> [Task] List every line in this data where the string "PathBuf" occurs.
________
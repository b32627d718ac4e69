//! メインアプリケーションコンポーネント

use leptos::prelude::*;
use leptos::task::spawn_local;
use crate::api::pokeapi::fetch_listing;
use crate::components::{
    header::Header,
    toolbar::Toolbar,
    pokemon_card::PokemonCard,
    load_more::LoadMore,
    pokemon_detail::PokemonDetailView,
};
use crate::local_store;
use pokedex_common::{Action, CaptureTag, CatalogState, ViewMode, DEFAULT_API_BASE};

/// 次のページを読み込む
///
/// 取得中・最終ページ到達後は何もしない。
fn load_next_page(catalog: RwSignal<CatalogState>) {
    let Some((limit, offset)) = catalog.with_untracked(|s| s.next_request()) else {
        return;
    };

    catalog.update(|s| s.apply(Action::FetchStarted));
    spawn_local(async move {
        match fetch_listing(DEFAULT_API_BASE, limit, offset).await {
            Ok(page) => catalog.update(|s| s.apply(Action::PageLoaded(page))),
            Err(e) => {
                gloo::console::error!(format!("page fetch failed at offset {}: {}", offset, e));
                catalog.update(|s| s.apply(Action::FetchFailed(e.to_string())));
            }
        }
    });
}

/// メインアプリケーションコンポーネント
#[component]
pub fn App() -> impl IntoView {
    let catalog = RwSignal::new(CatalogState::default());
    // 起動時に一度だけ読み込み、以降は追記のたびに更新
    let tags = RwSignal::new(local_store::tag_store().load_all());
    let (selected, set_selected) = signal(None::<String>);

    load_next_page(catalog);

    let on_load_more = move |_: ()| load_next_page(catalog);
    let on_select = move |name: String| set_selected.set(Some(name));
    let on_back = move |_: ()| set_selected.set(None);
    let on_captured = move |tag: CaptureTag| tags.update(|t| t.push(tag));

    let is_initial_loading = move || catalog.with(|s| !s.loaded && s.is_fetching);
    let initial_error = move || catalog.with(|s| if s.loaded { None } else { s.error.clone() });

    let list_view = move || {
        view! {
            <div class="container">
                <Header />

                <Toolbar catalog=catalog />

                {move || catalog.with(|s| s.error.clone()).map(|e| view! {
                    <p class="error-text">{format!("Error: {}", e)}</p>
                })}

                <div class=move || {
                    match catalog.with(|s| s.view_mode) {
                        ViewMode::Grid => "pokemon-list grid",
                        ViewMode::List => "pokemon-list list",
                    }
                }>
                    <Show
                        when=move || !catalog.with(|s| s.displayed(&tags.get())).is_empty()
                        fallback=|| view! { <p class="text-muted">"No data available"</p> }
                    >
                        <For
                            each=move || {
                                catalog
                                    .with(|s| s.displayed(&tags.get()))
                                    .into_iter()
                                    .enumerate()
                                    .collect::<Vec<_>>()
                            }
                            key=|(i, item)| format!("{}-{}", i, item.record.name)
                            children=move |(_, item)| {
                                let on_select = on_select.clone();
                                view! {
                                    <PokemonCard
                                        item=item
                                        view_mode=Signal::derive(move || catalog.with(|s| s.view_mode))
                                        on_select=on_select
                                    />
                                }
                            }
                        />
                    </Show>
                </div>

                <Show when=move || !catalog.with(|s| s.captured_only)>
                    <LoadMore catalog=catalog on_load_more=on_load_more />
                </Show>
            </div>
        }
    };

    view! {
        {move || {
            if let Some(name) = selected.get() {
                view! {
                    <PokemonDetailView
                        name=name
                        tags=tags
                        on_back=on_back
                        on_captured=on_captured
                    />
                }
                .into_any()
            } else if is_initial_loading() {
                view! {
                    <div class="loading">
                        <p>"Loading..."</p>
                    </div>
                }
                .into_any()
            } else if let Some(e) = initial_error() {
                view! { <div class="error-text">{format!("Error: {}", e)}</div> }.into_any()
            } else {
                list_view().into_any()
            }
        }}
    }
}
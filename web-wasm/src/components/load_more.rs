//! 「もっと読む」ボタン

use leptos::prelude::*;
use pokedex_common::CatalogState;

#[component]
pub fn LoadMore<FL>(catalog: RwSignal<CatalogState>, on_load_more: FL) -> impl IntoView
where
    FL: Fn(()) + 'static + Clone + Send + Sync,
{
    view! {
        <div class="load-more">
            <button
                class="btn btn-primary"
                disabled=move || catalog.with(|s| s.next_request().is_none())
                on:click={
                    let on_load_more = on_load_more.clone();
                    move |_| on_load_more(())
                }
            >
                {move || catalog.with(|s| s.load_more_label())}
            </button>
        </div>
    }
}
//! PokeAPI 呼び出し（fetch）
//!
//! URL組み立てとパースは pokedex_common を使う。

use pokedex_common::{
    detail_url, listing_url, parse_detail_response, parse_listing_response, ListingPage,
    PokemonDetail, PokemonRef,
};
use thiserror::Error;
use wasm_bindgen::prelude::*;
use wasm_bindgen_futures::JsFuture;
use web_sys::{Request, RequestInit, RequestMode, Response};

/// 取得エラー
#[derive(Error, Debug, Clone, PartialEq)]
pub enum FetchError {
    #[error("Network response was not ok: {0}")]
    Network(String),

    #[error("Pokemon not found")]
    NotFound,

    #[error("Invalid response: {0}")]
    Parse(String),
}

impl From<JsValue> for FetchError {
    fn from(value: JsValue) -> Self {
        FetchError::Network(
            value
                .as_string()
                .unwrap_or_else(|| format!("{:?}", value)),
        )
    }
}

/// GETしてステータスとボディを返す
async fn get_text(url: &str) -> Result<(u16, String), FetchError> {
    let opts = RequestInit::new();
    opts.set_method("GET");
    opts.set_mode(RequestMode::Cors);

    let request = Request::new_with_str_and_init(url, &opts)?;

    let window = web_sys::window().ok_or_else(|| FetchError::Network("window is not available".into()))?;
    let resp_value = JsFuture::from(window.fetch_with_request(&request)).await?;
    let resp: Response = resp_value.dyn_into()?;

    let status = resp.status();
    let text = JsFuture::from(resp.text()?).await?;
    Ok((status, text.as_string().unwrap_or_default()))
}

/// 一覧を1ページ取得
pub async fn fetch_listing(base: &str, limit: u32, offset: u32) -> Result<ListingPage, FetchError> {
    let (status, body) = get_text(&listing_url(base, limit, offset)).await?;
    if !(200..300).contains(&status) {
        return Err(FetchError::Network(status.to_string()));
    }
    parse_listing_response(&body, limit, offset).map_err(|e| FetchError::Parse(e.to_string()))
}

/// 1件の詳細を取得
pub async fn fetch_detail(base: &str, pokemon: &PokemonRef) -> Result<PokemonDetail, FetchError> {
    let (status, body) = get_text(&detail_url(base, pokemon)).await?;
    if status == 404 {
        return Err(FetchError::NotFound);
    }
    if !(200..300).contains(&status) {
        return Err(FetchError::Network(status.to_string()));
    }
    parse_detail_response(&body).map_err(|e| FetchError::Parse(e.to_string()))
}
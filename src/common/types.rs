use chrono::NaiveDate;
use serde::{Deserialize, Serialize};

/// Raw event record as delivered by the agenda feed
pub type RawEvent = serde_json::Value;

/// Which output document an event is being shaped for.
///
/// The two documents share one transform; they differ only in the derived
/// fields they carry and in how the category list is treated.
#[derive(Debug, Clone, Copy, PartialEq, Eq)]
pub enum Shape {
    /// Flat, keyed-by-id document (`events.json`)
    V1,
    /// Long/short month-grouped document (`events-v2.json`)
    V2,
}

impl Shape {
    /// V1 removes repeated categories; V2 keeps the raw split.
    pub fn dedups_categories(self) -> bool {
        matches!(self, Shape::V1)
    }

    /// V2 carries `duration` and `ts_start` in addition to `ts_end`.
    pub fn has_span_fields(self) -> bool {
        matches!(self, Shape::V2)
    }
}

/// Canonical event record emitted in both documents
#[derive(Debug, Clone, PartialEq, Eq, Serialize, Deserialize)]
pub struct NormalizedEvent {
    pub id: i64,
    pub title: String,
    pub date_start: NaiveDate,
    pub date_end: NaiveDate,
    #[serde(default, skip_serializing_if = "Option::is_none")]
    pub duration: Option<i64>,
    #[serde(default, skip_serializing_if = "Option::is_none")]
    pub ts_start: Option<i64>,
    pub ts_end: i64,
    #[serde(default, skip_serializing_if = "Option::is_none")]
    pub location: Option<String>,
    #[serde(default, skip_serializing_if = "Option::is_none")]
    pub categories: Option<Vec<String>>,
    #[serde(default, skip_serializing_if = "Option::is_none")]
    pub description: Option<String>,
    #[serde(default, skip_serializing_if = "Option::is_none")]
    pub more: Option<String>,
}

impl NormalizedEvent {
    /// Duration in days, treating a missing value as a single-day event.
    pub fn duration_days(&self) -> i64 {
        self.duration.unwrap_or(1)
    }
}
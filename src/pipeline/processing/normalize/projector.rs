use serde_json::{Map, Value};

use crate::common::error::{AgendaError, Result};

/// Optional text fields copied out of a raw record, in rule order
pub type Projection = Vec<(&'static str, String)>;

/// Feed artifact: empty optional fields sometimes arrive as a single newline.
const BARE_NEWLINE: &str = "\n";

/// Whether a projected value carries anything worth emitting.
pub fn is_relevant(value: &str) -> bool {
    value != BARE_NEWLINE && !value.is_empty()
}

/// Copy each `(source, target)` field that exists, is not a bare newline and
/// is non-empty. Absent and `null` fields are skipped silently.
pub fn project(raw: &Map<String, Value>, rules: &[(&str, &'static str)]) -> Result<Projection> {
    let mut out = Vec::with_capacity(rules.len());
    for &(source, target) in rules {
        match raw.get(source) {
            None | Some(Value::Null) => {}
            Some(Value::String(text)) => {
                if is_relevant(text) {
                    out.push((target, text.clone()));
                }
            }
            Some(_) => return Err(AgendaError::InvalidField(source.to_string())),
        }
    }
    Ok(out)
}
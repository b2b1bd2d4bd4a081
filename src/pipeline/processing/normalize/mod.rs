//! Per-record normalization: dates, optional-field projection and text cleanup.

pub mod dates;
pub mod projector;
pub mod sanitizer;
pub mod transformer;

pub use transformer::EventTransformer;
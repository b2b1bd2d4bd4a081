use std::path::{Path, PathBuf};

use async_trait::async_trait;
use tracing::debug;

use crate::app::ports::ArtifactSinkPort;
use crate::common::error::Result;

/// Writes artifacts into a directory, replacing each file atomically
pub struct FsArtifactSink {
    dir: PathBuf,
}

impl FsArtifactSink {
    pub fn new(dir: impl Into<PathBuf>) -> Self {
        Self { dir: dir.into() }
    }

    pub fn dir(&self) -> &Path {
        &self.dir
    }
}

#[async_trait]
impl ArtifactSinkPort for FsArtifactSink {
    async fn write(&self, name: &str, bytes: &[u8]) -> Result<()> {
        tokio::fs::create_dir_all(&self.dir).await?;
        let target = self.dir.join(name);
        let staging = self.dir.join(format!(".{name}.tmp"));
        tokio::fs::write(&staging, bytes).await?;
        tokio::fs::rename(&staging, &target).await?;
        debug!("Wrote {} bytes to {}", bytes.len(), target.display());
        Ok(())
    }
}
________
> [Solution]
use std::path::{Path, PathBuf};
    dir: PathBuf,
    pub fn new(dir: impl Into<PathBuf>) -> Self {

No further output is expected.